Data records:
Segment Open
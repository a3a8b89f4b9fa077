use axum::http::StatusCode;
use chrono::Utc;
use sea_orm::*;
use crate::entities::{gallery, gallery::Entity as Gallery};
use crate::models::gallery_model::{GalleryFeedItem, GalleryForm, GalleryRow, UploadedImage};
use crate::services::storage_service::StorageService;
use crate::utils::api_response::ServiceError;

pub const SUPPORTED_LOCALES: [&str; 3] = ["id", "en", "ar"];

pub struct GalleryService;

impl GalleryService {
    /// Semua item dalam urutan tampil: sort_order naik, lalu id.
    pub async fn list(db: &DatabaseConnection) -> Result<Vec<gallery::Model>, ServiceError> {
        Gallery::find()
            .order_by_asc(gallery::Column::SortOrder)
            .order_by_asc(gallery::Column::Id)
            .all(db)
            .await
            .map_err(|_| (StatusCode::INTERNAL_SERVER_ERROR, "DB_ERR", "Failed to fetch gallery".to_string()))
    }

    pub async fn find(db: &DatabaseConnection, id: i64) -> Result<gallery::Model, ServiceError> {
        Gallery::find_by_id(id)
            .one(db)
            .await
            .map_err(|_| (StatusCode::INTERNAL_SERVER_ERROR, "DB_ERR", "Database error".to_string()))?
            .ok_or((StatusCode::NOT_FOUND, "GALLERY_NOT_FOUND", "Gallery item not found".to_string()))
    }

    /// Simpan item baru. Form harus sudah lolos `validate_submission`.
    /// File unggahan lebih diutamakan daripada path manual.
    pub async fn create(
        db: &DatabaseConnection,
        storage: &StorageService,
        form: &GalleryForm,
        image: Option<&UploadedImage>,
    ) -> Result<gallery::Model, ServiceError> {
        let (image_path, stored) = match (image, form.image_path.as_deref()) {
            (Some(file), _) => {
                let path = Self::store(storage, file).await?;
                (path, true)
            }
            (None, Some(manual)) => (manual.to_string(), false),
            (None, None) => {
                return Err((StatusCode::UNPROCESSABLE_ENTITY, "GALLERY_IMAGE_REQUIRED", "Image is required".to_string()));
            }
        };

        let now = Utc::now();
        let item = gallery::ActiveModel {
            id: NotSet,
            title_id: Set(form.title_id.clone()),
            title_en: Set(form.title_en.clone()),
            title_ar: Set(form.title_ar.clone()),
            description_id: Set(form.description_id.clone()),
            description_en: Set(form.description_en.clone()),
            description_ar: Set(form.description_ar.clone()),
            image_path: Set(image_path.clone()),
            link_url: Set(form.link_url.clone()),
            sort_order: Set(form.sort_order_value()),
            created_at: Set(now),
            updated_at: Set(now),
        };

        match item.insert(db).await {
            Ok(saved) => {
                tracing::info!("Gallery item {} created ({})", saved.id, saved.image_path);
                Ok(saved)
            }
            Err(e) => {
                // Jangan tinggalkan file yatim bila insert gagal
                if stored {
                    let _ = storage.delete(&image_path).await;
                }
                Err((StatusCode::INTERNAL_SERVER_ERROR, "DB_WRITE_ERR", format!("Failed to save gallery item: {}", e)))
            }
        }
    }

    pub async fn update(
        db: &DatabaseConnection,
        storage: &StorageService,
        id: i64,
        form: &GalleryForm,
        image: Option<&UploadedImage>,
    ) -> Result<gallery::Model, ServiceError> {
        let existing = Self::find(db, id).await?;
        let old_path = existing.image_path.clone();

        let new_path = match (image, form.image_path.as_deref()) {
            (Some(file), _) => Some(Self::store(storage, file).await?),
            (None, Some(manual)) if manual != old_path => Some(manual.to_string()),
            _ => None,
        };

        let mut active: gallery::ActiveModel = existing.into();
        active.title_id = Set(form.title_id.clone());
        active.title_en = Set(form.title_en.clone());
        active.title_ar = Set(form.title_ar.clone());
        active.description_id = Set(form.description_id.clone());
        active.description_en = Set(form.description_en.clone());
        active.description_ar = Set(form.description_ar.clone());
        active.link_url = Set(form.link_url.clone());
        active.sort_order = Set(form.sort_order_value());
        if let Some(path) = &new_path {
            active.image_path = Set(path.clone());
        }
        active.updated_at = Set(Utc::now());

        let updated = match active.update(db).await {
            Ok(m) => m,
            Err(e) => {
                if let (Some(path), Some(_)) = (&new_path, image) {
                    let _ = storage.delete(path).await;
                }
                return Err((StatusCode::INTERNAL_SERVER_ERROR, "DB_WRITE_ERR", format!("Failed to update gallery item: {}", e)));
            }
        };

        if new_path.is_some() {
            if let Err(e) = storage.delete(&old_path).await {
                tracing::warn!("Failed to remove replaced image {}: {}", old_path, e);
            }
        }

        Ok(updated)
    }

    pub async fn delete(
        db: &DatabaseConnection,
        storage: &StorageService,
        id: i64,
    ) -> Result<(), ServiceError> {
        let existing = Self::find(db, id).await?;

        Gallery::delete_by_id(existing.id)
            .exec(db)
            .await
            .map_err(|_| (StatusCode::INTERNAL_SERVER_ERROR, "DB_WRITE_ERR", "Failed to delete gallery item".to_string()))?;

        if let Err(e) = storage.delete(&existing.image_path).await {
            tracing::warn!("Gallery item {} deleted but file {} remains: {}", existing.id, existing.image_path, e);
        }

        Ok(())
    }

    /// Feed publik yang sudah dilokalkan.
    pub async fn feed(
        db: &DatabaseConnection,
        storage: &StorageService,
        locale: &str,
    ) -> Result<Vec<GalleryFeedItem>, ServiceError> {
        let locale = if SUPPORTED_LOCALES.contains(&locale) { locale } else { "id" };

        Ok(Self::list(db)
            .await?
            .into_iter()
            .map(|item| GalleryFeedItem {
                id: item.id,
                title: item.localized_title(locale).to_string(),
                description: item.localized_description(locale).map(str::to_string),
                image_url: storage.url_for(&item.image_path),
                link_url: item.link_url.clone(),
                sort_order: item.sort_order,
            })
            .collect())
    }

    pub fn to_row(storage: &StorageService, item: gallery::Model) -> GalleryRow {
        GalleryRow {
            id: item.id,
            image_url: storage.url_for(&item.image_path),
            title_id: item.title_id,
            title_en: item.title_en,
            title_ar: item.title_ar,
            link_url: item.link_url,
            sort_order: item.sort_order,
        }
    }

    async fn store(storage: &StorageService, file: &UploadedImage) -> Result<String, ServiceError> {
        storage
            .store_image(&file.data, &file.file_name)
            .await
            .map_err(|e| (StatusCode::INTERNAL_SERVER_ERROR, "STORAGE_WRITE_ERR", format!("Failed to store image: {}", e)))
    }
}

#[cfg(test)]
mod tests {
    use super::*;
    use crate::test_utils::{png_upload, setup_db};

    fn form(title: &str, sort_order: &str) -> GalleryForm {
        let mut form = GalleryForm::blank();
        form.set_field("title_id", title.to_string());
        form.set_field("sort_order", sort_order.to_string());
        form
    }

    #[tokio::test]
    async fn create_stores_upload_and_row() {
        let db = setup_db().await;
        let dir = tempfile::tempdir().unwrap();
        let storage = StorageService::new(dir.path(), "/storage", 1024 * 1024);

        let saved = GalleryService::create(&db, &storage, &form("Upacara", "2"), Some(&png_upload())).await.unwrap();

        assert!(saved.image_path.starts_with("gallery/"));
        assert!(dir.path().join(&saved.image_path).exists());
        assert_eq!(saved.sort_order, 2);
    }

    #[tokio::test]
    async fn upload_wins_over_manual_path() {
        let db = setup_db().await;
        let dir = tempfile::tempdir().unwrap();
        let storage = StorageService::new(dir.path(), "/storage", 1024 * 1024);
        let mut f = form("Upacara", "0");
        f.set_field("image_path", "img/gambar1.jpg".to_string());

        let saved = GalleryService::create(&db, &storage, &f, Some(&png_upload())).await.unwrap();
        assert!(saved.image_path.starts_with("gallery/"));

        let manual = GalleryService::create(&db, &storage, &f, None).await.unwrap();
        assert_eq!(manual.image_path, "img/gambar1.jpg");
    }

    #[tokio::test]
    async fn list_orders_by_sort_order_then_id() {
        let db = setup_db().await;
        let dir = tempfile::tempdir().unwrap();
        let storage = StorageService::new(dir.path(), "/storage", 1024 * 1024);

        for (title, order) in [("C", "5"), ("A", "0"), ("B", "5"), ("D", "1")] {
            let mut f = form(title, order);
            f.set_field("image_path", "img/x.jpg".to_string());
            GalleryService::create(&db, &storage, &f, None).await.unwrap();
        }

        let titles: Vec<String> = GalleryService::list(&db).await.unwrap().into_iter().map(|g| g.title_id).collect();
        assert_eq!(titles, vec!["A", "D", "C", "B"]);
    }

    #[tokio::test]
    async fn update_with_new_upload_replaces_old_file() {
        let db = setup_db().await;
        let dir = tempfile::tempdir().unwrap();
        let storage = StorageService::new(dir.path(), "/storage", 1024 * 1024);
        let saved = GalleryService::create(&db, &storage, &form("Lama", "0"), Some(&png_upload())).await.unwrap();

        let mut edit = GalleryForm::from_model(&saved);
        edit.set_field("title_id", "Baru".to_string());
        let updated = GalleryService::update(&db, &storage, saved.id, &edit, Some(&png_upload())).await.unwrap();

        assert_eq!(updated.title_id, "Baru");
        assert_ne!(updated.image_path, saved.image_path);
        assert!(!dir.path().join(&saved.image_path).exists());
        assert!(dir.path().join(&updated.image_path).exists());
    }

    #[tokio::test]
    async fn update_without_upload_keeps_image() {
        let db = setup_db().await;
        let dir = tempfile::tempdir().unwrap();
        let storage = StorageService::new(dir.path(), "/storage", 1024 * 1024);
        let saved = GalleryService::create(&db, &storage, &form("Lama", "0"), Some(&png_upload())).await.unwrap();

        let mut edit = GalleryForm::from_model(&saved);
        edit.set_field("sort_order", "9".to_string());
        let updated = GalleryService::update(&db, &storage, saved.id, &edit, None).await.unwrap();

        assert_eq!(updated.image_path, saved.image_path);
        assert_eq!(updated.sort_order, 9);
        assert!(dir.path().join(&saved.image_path).exists());
    }

    #[tokio::test]
    async fn edit_form_hides_upload_path_and_keeps_manual_one() {
        let db = setup_db().await;
        let dir = tempfile::tempdir().unwrap();
        let storage = StorageService::new(dir.path(), "/storage", 1024 * 1024);
        let uploaded = GalleryService::create(&db, &storage, &form("Unggah", "0"), Some(&png_upload())).await.unwrap();
        let mut f = form("Manual", "0");
        f.set_field("image_path", "img/x.jpg".to_string());
        let manual = GalleryService::create(&db, &storage, &f, None).await.unwrap();

        assert_eq!(GalleryForm::from_model(&uploaded).image_path, None);
        assert_eq!(GalleryForm::from_model(&manual).image_path.as_deref(), Some("img/x.jpg"));

        // Form edit yang dikirim apa adanya tidak menyentuh file unggahan
        let edit = GalleryForm::from_model(&uploaded);
        assert!(edit.validate_submission(None, 1024 * 1024, false).is_empty());
        let updated = GalleryService::update(&db, &storage, uploaded.id, &edit, None).await.unwrap();
        assert_eq!(updated.image_path, uploaded.image_path);
        assert!(dir.path().join(&uploaded.image_path).exists());
    }

    #[tokio::test]
    async fn delete_removes_row_and_file() {
        let db = setup_db().await;
        let dir = tempfile::tempdir().unwrap();
        let storage = StorageService::new(dir.path(), "/storage", 1024 * 1024);
        let saved = GalleryService::create(&db, &storage, &form("Hapus", "0"), Some(&png_upload())).await.unwrap();

        GalleryService::delete(&db, &storage, saved.id).await.unwrap();

        assert!(!dir.path().join(&saved.image_path).exists());
        let err = GalleryService::find(&db, saved.id).await.unwrap_err();
        assert_eq!(err.0, StatusCode::NOT_FOUND);
    }

    #[tokio::test]
    async fn feed_localizes_with_indonesian_fallback() {
        let db = setup_db().await;
        let dir = tempfile::tempdir().unwrap();
        let storage = StorageService::new(dir.path(), "/storage", 1024 * 1024);
        let mut f = form("Perpustakaan", "0");
        f.set_field("title_en", "Library".to_string());
        f.set_field("description_id", "Ruang baca".to_string());
        f.set_field("image_path", "img/perpus.jpg".to_string());
        GalleryService::create(&db, &storage, &f, None).await.unwrap();

        let en = GalleryService::feed(&db, &storage, "en").await.unwrap();
        assert_eq!(en[0].title, "Library");
        assert_eq!(en[0].description.as_deref(), Some("Ruang baca"));
        assert_eq!(en[0].image_url, "/img/perpus.jpg");

        let ar = GalleryService::feed(&db, &storage, "ar").await.unwrap();
        assert_eq!(ar[0].title, "Perpustakaan");

        let unknown = GalleryService::feed(&db, &storage, "fr").await.unwrap();
        assert_eq!(unknown[0].title, "Perpustakaan");
    }
}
Segment Closed
Reproduce the entries exactly, starting at their first line and stopping after the line with "use crate::utils::api_response::ServiceError;".

● **Response to the task**
repository a3a8b89f4b9fa077
use axum::http::StatusCode;
use chrono::Utc;
use sea_orm::*;
use crate::entities::{gallery, gallery::Entity as Gallery};
use crate::models::gallery_model::{GalleryFeedItem, GalleryForm, GalleryRow, UploadedImage};
use crate::services::storage_service::StorageService;
use crate::utils::api_response::ServiceError;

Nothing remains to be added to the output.